> **PROBLEM DETAILS**
Nothing but the lines from the one with "Ok(Value::List(sorted(items_of(&args), true)))" down to the one with "let needle = arg(&args, 1).stringify();" should be returned, exactly and with both ends included, from the material below.

> **RECORDS TO USE**
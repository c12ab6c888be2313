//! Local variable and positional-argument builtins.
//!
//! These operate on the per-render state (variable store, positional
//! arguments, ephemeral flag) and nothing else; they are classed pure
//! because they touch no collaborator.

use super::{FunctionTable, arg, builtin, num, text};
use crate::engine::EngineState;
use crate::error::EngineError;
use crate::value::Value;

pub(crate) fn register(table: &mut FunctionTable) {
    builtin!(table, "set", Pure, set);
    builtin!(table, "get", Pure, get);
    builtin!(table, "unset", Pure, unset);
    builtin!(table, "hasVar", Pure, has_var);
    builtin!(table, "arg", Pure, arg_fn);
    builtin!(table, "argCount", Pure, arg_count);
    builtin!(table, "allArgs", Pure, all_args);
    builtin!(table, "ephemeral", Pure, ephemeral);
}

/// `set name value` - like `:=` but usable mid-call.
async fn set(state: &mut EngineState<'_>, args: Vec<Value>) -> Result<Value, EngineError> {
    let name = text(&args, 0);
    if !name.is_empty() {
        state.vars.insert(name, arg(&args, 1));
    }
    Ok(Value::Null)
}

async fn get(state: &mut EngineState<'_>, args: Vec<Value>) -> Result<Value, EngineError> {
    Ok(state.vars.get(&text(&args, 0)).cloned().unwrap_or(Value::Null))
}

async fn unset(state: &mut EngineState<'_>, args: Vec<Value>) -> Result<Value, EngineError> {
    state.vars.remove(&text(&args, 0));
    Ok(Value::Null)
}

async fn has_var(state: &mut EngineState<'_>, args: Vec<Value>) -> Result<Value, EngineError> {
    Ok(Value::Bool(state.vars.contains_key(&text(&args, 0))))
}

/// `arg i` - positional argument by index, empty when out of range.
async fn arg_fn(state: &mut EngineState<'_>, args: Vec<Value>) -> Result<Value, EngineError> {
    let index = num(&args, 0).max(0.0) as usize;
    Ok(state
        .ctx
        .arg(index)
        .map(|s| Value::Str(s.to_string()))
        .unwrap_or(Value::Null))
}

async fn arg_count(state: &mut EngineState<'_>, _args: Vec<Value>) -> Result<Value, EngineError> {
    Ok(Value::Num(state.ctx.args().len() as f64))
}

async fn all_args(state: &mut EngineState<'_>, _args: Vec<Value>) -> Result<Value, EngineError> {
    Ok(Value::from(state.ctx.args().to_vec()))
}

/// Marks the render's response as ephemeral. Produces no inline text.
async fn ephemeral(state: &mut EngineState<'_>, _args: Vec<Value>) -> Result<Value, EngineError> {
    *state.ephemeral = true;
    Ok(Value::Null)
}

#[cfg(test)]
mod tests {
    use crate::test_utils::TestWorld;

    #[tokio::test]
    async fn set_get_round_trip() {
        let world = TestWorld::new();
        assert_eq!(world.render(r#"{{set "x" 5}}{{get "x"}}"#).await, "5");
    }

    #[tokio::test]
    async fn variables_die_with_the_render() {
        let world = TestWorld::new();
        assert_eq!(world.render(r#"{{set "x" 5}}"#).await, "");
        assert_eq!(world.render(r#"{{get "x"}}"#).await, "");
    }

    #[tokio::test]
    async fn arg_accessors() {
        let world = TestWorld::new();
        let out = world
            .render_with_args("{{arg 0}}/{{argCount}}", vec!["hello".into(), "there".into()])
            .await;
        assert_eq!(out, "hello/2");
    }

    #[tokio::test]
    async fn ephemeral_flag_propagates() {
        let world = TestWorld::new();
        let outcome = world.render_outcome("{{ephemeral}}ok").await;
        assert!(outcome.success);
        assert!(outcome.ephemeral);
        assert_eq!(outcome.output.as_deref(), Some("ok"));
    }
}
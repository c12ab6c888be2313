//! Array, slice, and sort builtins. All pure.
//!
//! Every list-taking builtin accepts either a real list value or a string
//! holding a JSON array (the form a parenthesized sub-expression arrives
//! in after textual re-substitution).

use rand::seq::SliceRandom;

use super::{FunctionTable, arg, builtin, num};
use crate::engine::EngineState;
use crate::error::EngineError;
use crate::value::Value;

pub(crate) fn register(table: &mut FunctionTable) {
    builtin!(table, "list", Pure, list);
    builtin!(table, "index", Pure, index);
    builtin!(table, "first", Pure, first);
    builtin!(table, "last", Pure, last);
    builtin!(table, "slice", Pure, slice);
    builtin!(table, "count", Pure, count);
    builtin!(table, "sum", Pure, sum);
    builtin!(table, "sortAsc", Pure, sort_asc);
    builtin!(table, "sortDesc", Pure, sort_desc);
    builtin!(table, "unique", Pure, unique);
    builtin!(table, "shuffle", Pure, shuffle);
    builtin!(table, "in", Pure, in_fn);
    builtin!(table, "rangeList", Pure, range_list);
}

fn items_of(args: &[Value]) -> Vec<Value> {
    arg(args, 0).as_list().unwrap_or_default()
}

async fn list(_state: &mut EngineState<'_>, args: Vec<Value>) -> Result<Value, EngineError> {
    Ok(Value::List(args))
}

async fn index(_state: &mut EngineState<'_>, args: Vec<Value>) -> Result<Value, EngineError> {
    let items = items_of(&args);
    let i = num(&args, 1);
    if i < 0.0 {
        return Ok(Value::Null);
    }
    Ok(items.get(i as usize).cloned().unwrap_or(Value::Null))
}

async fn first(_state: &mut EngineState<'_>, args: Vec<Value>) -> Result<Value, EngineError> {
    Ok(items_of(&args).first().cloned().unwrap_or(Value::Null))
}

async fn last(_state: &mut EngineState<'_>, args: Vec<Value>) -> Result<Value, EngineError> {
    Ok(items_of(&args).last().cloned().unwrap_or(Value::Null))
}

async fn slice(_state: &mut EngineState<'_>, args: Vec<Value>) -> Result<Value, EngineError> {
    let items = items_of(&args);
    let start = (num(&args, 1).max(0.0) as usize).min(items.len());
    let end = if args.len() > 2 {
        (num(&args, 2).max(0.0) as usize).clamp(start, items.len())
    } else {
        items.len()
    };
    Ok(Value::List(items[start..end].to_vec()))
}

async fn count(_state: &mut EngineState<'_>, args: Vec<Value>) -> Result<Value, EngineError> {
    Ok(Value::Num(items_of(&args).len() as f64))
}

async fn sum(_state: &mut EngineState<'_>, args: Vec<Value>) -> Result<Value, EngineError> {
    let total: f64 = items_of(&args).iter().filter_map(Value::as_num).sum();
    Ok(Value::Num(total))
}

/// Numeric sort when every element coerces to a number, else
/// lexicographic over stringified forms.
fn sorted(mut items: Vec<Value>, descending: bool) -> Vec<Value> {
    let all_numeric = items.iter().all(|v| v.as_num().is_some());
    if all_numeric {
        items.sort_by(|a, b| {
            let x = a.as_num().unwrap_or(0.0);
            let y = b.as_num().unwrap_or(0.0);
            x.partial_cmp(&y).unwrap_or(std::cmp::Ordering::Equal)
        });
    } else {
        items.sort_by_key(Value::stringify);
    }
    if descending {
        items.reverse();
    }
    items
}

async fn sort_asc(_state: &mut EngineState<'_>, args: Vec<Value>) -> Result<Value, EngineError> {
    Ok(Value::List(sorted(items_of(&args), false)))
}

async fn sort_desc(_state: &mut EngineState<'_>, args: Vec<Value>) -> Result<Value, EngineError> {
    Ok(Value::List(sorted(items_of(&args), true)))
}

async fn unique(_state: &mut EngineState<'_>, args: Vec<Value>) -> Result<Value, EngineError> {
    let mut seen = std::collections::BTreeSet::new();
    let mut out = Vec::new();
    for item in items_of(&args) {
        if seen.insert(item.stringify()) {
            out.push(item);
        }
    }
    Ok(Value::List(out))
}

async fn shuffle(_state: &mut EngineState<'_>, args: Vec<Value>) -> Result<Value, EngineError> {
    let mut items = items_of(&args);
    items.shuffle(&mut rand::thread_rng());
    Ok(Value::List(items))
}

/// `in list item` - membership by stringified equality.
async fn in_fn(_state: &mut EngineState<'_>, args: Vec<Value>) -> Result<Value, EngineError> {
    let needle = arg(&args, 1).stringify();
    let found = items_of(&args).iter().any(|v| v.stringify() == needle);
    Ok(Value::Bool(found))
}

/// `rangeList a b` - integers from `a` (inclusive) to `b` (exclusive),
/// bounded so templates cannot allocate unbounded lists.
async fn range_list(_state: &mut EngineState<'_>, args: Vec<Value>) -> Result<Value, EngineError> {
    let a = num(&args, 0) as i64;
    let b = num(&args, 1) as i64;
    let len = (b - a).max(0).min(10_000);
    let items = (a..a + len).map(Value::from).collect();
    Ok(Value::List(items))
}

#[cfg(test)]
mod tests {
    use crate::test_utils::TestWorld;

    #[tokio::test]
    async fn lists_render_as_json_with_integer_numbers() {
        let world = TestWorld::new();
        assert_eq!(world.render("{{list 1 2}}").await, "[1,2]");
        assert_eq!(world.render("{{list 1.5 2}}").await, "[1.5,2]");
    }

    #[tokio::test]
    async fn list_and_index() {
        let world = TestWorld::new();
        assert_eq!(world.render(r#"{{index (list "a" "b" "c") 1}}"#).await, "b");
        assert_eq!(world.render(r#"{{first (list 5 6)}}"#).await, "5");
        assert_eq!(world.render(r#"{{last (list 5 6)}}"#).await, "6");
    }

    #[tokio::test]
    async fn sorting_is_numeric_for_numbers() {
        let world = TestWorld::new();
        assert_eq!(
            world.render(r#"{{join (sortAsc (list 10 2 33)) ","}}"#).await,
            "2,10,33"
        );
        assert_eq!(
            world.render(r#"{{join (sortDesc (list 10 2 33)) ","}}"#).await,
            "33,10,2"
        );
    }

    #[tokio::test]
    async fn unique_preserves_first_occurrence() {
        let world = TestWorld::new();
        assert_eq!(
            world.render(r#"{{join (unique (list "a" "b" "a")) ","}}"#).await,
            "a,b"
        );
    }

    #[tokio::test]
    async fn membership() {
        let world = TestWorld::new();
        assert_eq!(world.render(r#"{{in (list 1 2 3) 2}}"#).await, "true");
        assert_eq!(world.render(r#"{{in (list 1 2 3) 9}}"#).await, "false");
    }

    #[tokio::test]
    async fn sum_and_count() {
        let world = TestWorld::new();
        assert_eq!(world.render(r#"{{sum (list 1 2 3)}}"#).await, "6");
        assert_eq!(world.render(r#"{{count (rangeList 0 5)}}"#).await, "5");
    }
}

> **WRITTEN SOLUTION**
    Ok(Value::List(sorted(items_of(&args), true)))
}

async fn unique(_state: &mut EngineState<'_>, args: Vec<Value>) -> Result<Value, EngineError> {
    let mut seen = std::collections::BTreeSet::new();
    let mut out = Vec::new();
    for item in items_of(&args) {
        if seen.insert(item.stringify()) {
            out.push(item);
        }
    }
    Ok(Value::List(out))
}

async fn shuffle(_state: &mut EngineState<'_>, args: Vec<Value>) -> Result<Value, EngineError> {
    let mut items = items_of(&args);
    items.shuffle(&mut rand::thread_rng());
    Ok(Value::List(items))
}

/// `in list item` - membership by stringified equality.
async fn in_fn(_state: &mut EngineState<'_>, args: Vec<Value>) -> Result<Value, EngineError> {
    let needle = arg(&args, 1).stringify();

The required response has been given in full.